◆ About this exercise
The line containing "#![forbid(unsafe_code)]" marks the end: quote every line from the start of the records below through it, word for word.

◆ Record set
───

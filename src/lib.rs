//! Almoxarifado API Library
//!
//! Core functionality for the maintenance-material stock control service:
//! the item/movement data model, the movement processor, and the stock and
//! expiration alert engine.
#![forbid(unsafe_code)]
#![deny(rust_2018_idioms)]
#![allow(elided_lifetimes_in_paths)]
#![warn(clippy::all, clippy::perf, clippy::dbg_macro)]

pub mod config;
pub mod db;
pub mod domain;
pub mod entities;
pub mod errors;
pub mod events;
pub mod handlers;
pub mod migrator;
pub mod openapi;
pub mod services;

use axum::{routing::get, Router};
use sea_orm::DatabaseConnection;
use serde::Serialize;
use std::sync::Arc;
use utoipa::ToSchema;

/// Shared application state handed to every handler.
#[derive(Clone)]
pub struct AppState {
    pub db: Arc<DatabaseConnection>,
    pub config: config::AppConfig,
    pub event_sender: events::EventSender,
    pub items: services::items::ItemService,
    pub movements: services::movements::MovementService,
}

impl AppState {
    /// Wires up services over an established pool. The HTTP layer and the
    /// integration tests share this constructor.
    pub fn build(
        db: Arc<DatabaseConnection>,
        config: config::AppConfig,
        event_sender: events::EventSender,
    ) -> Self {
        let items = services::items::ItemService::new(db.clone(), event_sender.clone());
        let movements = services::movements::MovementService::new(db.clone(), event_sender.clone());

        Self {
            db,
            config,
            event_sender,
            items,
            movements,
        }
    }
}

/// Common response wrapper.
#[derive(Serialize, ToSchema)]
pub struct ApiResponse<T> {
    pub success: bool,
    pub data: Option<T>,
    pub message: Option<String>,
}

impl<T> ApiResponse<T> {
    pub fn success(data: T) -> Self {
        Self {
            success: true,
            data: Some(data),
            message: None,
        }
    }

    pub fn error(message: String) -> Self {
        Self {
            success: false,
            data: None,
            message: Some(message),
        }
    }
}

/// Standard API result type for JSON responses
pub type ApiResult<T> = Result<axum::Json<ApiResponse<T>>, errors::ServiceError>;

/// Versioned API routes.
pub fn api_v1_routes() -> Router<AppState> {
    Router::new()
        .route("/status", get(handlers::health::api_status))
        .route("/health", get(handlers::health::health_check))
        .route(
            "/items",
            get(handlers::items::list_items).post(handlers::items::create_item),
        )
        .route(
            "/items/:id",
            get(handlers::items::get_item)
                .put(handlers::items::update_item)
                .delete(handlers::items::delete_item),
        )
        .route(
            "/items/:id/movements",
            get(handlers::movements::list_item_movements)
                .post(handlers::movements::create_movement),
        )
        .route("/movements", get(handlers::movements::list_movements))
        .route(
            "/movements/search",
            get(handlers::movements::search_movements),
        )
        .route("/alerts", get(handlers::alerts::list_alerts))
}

───

◆ Task solution
filename src/lib.rs
//! Almoxarifado API Library
//!
//! Core functionality for the maintenance-material stock control service:
//! the item/movement data model, the movement processor, and the stock and
//! expiration alert engine.
#![forbid(unsafe_code)]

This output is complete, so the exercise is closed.